> _WHAT TO WORK ON_:
Among the lines below, tally those that contain "extend" and respond with the total only.

> _DATASET_:

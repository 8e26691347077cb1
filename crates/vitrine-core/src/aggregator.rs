use futures::future::join_all;

use crate::error::AppError;
use crate::models::{BrowsePage, MuseumCode, NormalizedArtwork, SamplePage};
use crate::registry::AdapterRegistry;
use crate::traits::MuseumAdapter;
use crate::util::{dedupe_by_id, shuffle};

/// Broad topical queries cycled through to emulate an unbounded feed.
pub const BROWSE_TERMS: [&str; 20] = [
    "painting",
    "sculpture",
    "drawing",
    "print",
    "photograph",
    "ceramic",
    "textile",
    "modern",
    "contemporary",
    "ancient",
    "portrait",
    "landscape",
    "abstract",
    "figurative",
    "decorative",
    "bronze",
    "marble",
    "oil",
    "watercolor",
    "etching",
];

/// Number of leading browse terms used by [`Aggregator::sample_collection`].
const SAMPLE_TERM_COUNT: usize = 10;

/// Fans queries out across every registered museum and merges the results.
///
/// Generic over the adapter type so tests run against mocks without HTTP.
/// Holds no state between calls beyond the registry itself.
pub struct Aggregator<A> {
    registry: AdapterRegistry<A>,
}

impl<A: MuseumAdapter> Aggregator<A> {
    pub fn new(registry: AdapterRegistry<A>) -> Self {
        Self { registry }
    }

    pub fn registry(&self) -> &AdapterRegistry<A> {
        &self.registry
    }

    /// Search every museum concurrently and merge whatever succeeds.
    ///
    /// Waits for every source regardless of failures. Failed sources are
    /// logged and omitted, so total failure looks the same as no matches.
    /// The merged list is de-duplicated by id and shuffled.
    pub async fn search_all(&self, query: &str, limit_per_source: usize) -> Vec<NormalizedArtwork> {
        let outcomes = join_all(self.registry.adapters().iter().map(|adapter| async move {
            (adapter.code(), adapter.search(query, limit_per_source).await)
        }))
        .await;

        let mut merged = Vec::new();
        let mut failed: Vec<MuseumCode> = Vec::new();
        for (code, outcome) in outcomes {
            match outcome {
                Ok(mut artworks) => {
                    tracing::debug!(museum = %code, count = artworks.len(), "Source returned");
                    artworks.truncate(limit_per_source);
                    merged.extend(artworks);
                }
                Err(e) => {
                    tracing::warn!(museum = %code, error = %e, "Source search failed, omitting");
                    failed.push(code);
                }
            }
        }

        let mut merged = dedupe_by_id(merged);
        shuffle(&mut merged);

        tracing::info!(
            query,
            results = merged.len(),
            failed_sources = failed.len(),
            "Aggregated search complete"
        );
        merged
    }

    /// Fetch one artwork, routed by the id's museum prefix.
    ///
    /// An unroutable id is an error; a routable id that yields nothing is
    /// `Ok(None)`.
    pub async fn get_details(&self, id: &str) -> Result<Option<NormalizedArtwork>, AppError> {
        let adapter = self.registry.for_artwork_id(id)?;
        let artwork = adapter.get_details(id).await;
        if artwork.is_none() {
            tracing::info!(id, "Artwork not found or has no image");
        }
        Ok(artwork)
    }

    /// Search a single museum without failure isolation.
    pub async fn search_museum(
        &self,
        query: &str,
        selector: &str,
        limit: usize,
    ) -> Result<Vec<NormalizedArtwork>, AppError> {
        let adapter = self.registry.for_selector(selector)?;
        tracing::info!(museum = %adapter.code(), query, limit, "Searching single museum");
        adapter.search(query, limit).await
    }

    /// One page of the all-museum browsing feed.
    ///
    /// Each page is one aggregated search for the next broad term. The
    /// caller holds `term_index` and de-duplicates across pages.
    pub async fn browse_collection_page(&self, term_index: usize, batch_size: usize) -> BrowsePage {
        let term = browse_term(term_index);
        tracing::info!(term_index, term, batch_size, "Loading browse page");
        let artworks = self.search_all(term, batch_size).await;
        browse_page(artworks, term_index, batch_size)
    }

    /// One page of the browsing feed restricted to a single museum.
    ///
    /// A failing museum yields an empty page; an unknown selector is an error.
    pub async fn browse_museum_page(
        &self,
        term_index: usize,
        batch_size: usize,
        selector: &str,
    ) -> Result<BrowsePage, AppError> {
        let adapter = self.registry.for_selector(selector)?;
        let term = browse_term(term_index);
        tracing::info!(museum = %adapter.code(), term_index, term, batch_size, "Loading browse page");
        let mut artworks = adapter.search_lenient(term, batch_size).await;
        artworks.truncate(batch_size);
        Ok(browse_page(dedupe_by_id(artworks), term_index, batch_size))
    }

    /// A shuffled, de-duplicated sample across the first ten browse terms,
    /// sliced into 1-based pages of `limit` artworks.
    pub async fn sample_collection(&self, limit: usize, page: usize) -> SamplePage {
        let per_term = limit.div_ceil(SAMPLE_TERM_COUNT);
        let batches = join_all(
            BROWSE_TERMS[..SAMPLE_TERM_COUNT]
                .iter()
                .map(|term| self.search_all(term, per_term)),
        )
        .await;

        let mut unique = dedupe_by_id(batches.into_iter().flatten().collect());
        shuffle(&mut unique);

        let total_results = unique.len();
        let start = page.max(1).saturating_sub(1).saturating_mul(limit);
        let end = start.saturating_add(limit);
        let artworks = unique
            .into_iter()
            .skip(start)
            .take(limit)
            .collect();

        SamplePage {
            artworks,
            has_more: total_results > end,
            total_results,
        }
    }
}

/// Browse term for a page index; wraps around after the last term.
pub fn browse_term(term_index: usize) -> &'static str {
    BROWSE_TERMS[term_index % BROWSE_TERMS.len()]
}

/// More pages are assumed while unvisited terms remain or the last page
/// came back full. This is a heuristic, not a pagination guarantee.
fn browse_page(artworks: Vec<NormalizedArtwork>, term_index: usize, batch_size: usize) -> BrowsePage {
    let terms_remain = term_index < BROWSE_TERMS.len() - 1;
    let full_batch = batch_size > 0 && artworks.len() >= batch_size;
    BrowsePage {
        has_more: terms_remain || full_batch,
        next_term_index: term_index + 1,
        artworks,
    }
}

#[cfg(test)]
mod tests {
    use std::collections::HashSet;

    use super::*;
    use crate::testutil::*;

    fn artworks(prefix: &str, n: usize) -> Vec<NormalizedArtwork> {
        (0..n)
            .map(|i| make_test_artwork(&format!("{prefix}-{i}")))
            .collect()
    }

    fn aggregator(adapters: Vec<MockAdapter>) -> Aggregator<MockAdapter> {
        Aggregator::new(AdapterRegistry::new(adapters).unwrap())
    }

    fn unique_ids(artworks: &[NormalizedArtwork]) -> bool {
        let ids: HashSet<_> = artworks.iter().map(|a| a.id.as_str()).collect();
        ids.len() == artworks.len()
    }

    #[tokio::test]
    async fn partial_failure_merges_surviving_sources() {
        let agg = aggregator(vec![
            MockAdapter::new(MuseumCode::Aic).with_results(artworks("aic", 2)),
            MockAdapter::new(MuseumCode::Met).with_search_error(AppError::Timeout(15)),
            MockAdapter::new(MuseumCode::Smithsonian).with_results(artworks("smithsonian", 3)),
        ]);

        let results = agg.search_all("monet", 10).await;

        assert_eq!(results.len(), 5);
        assert!(unique_ids(&results));
    }

    #[tokio::test]
    async fn total_failure_is_empty_not_error() {
        let agg = aggregator(vec![
            MockAdapter::new(MuseumCode::Aic)
                .with_search_error(AppError::NetworkError("refused".into())),
            MockAdapter::new(MuseumCode::Met).with_search_error(AppError::HttpError("HTTP 500".into())),
        ]);

        let results = agg.search_all("monet", 10).await;
        assert!(results.is_empty());
    }

    #[tokio::test]
    async fn search_all_bounds_and_dedupes() {
        let mut overlapping = artworks("aic", 2);
        overlapping.extend(artworks("met", 1));
        let agg = aggregator(vec![
            MockAdapter::new(MuseumCode::Aic).with_results(artworks("aic", 8)),
            MockAdapter::new(MuseumCode::Met).with_results(overlapping),
        ]);

        let results = agg.search_all("vase", 3).await;

        assert!(results.len() <= 2 * 3);
        assert!(unique_ids(&results));
        // aic-0..2 from the first source, met-0 survives from the second
        assert_eq!(results.len(), 4);
    }

    #[tokio::test]
    async fn search_all_queries_every_source_with_limit() {
        let aic = MockAdapter::new(MuseumCode::Aic);
        let met = MockAdapter::new(MuseumCode::Met);
        let agg = aggregator(vec![aic.clone(), met.clone()]);

        agg.search_all("tiger", 7).await;

        assert_eq!(aic.searches(), vec![("tiger".to_string(), 7)]);
        assert_eq!(met.searches(), vec![("tiger".to_string(), 7)]);
    }

    #[tokio::test]
    async fn get_details_routes_by_prefix() {
        let agg = aggregator(vec![
            MockAdapter::new(MuseumCode::Aic),
            MockAdapter::new(MuseumCode::Met).with_detail(make_test_artwork("met-436533")),
        ]);

        let artwork = agg.get_details("met-436533").await.unwrap().unwrap();
        assert_eq!(artwork.id, "met-436533");

        let missing = agg.get_details("aic-1").await.unwrap();
        assert!(missing.is_none());
    }

    #[tokio::test]
    async fn get_details_unknown_prefix_is_contract_error() {
        let agg = aggregator(vec![MockAdapter::new(MuseumCode::Aic)]);

        let err = agg.get_details("louvre-1").await.unwrap_err();
        assert!(err.is_contract_error());
        assert!(matches!(err, AppError::UnknownArtworkId(_)));

        let err = agg.get_details("met-1").await.unwrap_err();
        assert!(matches!(err, AppError::MuseumNotRegistered(_)));
    }

    #[tokio::test]
    async fn search_museum_propagates_errors() {
        let agg = aggregator(vec![
            MockAdapter::new(MuseumCode::Aic).with_results(artworks("aic", 2)),
            MockAdapter::new(MuseumCode::Met).with_search_error(AppError::HttpError("HTTP 503".into())),
        ]);

        let results = agg
            .search_museum("cats", "Art Institute of Chicago", 20)
            .await
            .unwrap();
        assert_eq!(results.len(), 2);

        let err = agg.search_museum("cats", "met", 20).await.unwrap_err();
        assert!(matches!(err, AppError::HttpError(_)));

        let err = agg.search_museum("cats", "prado", 20).await.unwrap_err();
        assert!(matches!(err, AppError::UnknownMuseum(_)));
    }

    #[tokio::test]
    async fn consecutive_browse_pages_use_different_terms() {
        let aic = MockAdapter::new(MuseumCode::Aic).with_results(artworks("aic", 3));
        let agg = aggregator(vec![aic.clone()]);

        let first = agg.browse_collection_page(0, 50).await;
        let second = agg.browse_collection_page(1, 50).await;

        assert_eq!(first.next_term_index, 1);
        assert_eq!(second.next_term_index, 2);
        assert!(first.has_more);
        assert!(second.has_more);

        let searches = aic.searches();
        assert_eq!(searches[0], ("painting".to_string(), 50));
        assert_eq!(searches[1], ("sculpture".to_string(), 50));
    }

    #[tokio::test]
    async fn browse_has_more_after_last_term_only_when_batch_full() {
        let short = aggregator(vec![
            MockAdapter::new(MuseumCode::Aic).with_results(artworks("aic", 3)),
        ]);
        let page = short.browse_collection_page(19, 50).await;
        assert!(!page.has_more);
        assert_eq!(page.next_term_index, 20);

        let full = aggregator(vec![
            MockAdapter::new(MuseumCode::Aic).with_results(artworks("aic", 5)),
        ]);
        let page = full.browse_collection_page(19, 5).await;
        assert!(page.has_more);
    }

    #[test]
    fn browse_terms_wrap_around() {
        assert_eq!(browse_term(0), "painting");
        assert_eq!(browse_term(19), "etching");
        assert_eq!(browse_term(20), "painting");
    }

    #[tokio::test]
    async fn browse_museum_page_isolates_failure() {
        let aic = MockAdapter::new(MuseumCode::Aic).with_results(artworks("aic", 2));
        let met = MockAdapter::new(MuseumCode::Met)
            .with_search_error(AppError::NetworkError("down".into()));
        let agg = aggregator(vec![aic.clone(), met.clone()]);

        let page = agg.browse_museum_page(2, 10, "met").await.unwrap();
        assert!(page.artworks.is_empty());
        assert!(page.has_more);
        assert_eq!(met.searches(), vec![("drawing".to_string(), 10)]);
        assert!(aic.searches().is_empty());

        let err = agg.browse_museum_page(0, 10, "tate").await.unwrap_err();
        assert!(matches!(err, AppError::UnknownMuseum(_)));
    }

    #[tokio::test]
    async fn sample_collection_slices_pages() {
        let agg = aggregator(vec![
            MockAdapter::new(MuseumCode::Aic).echoing_query(),
            MockAdapter::new(MuseumCode::Met).echoing_query(),
        ]);

        // 10 terms x 2 sources x ceil(15 / 10) per source
        let first = agg.sample_collection(15, 1).await;
        assert_eq!(first.total_results, 40);
        assert_eq!(first.artworks.len(), 15);
        assert!(first.has_more);
        assert!(unique_ids(&first.artworks));

        let last = agg.sample_collection(15, 3).await;
        assert_eq!(last.artworks.len(), 10);
        assert!(!last.has_more);

        let past_end = agg.sample_collection(15, 4).await;
        assert!(past_end.artworks.is_empty());
    }
}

> _SOLUTION TO THIS PROBLEM_:
2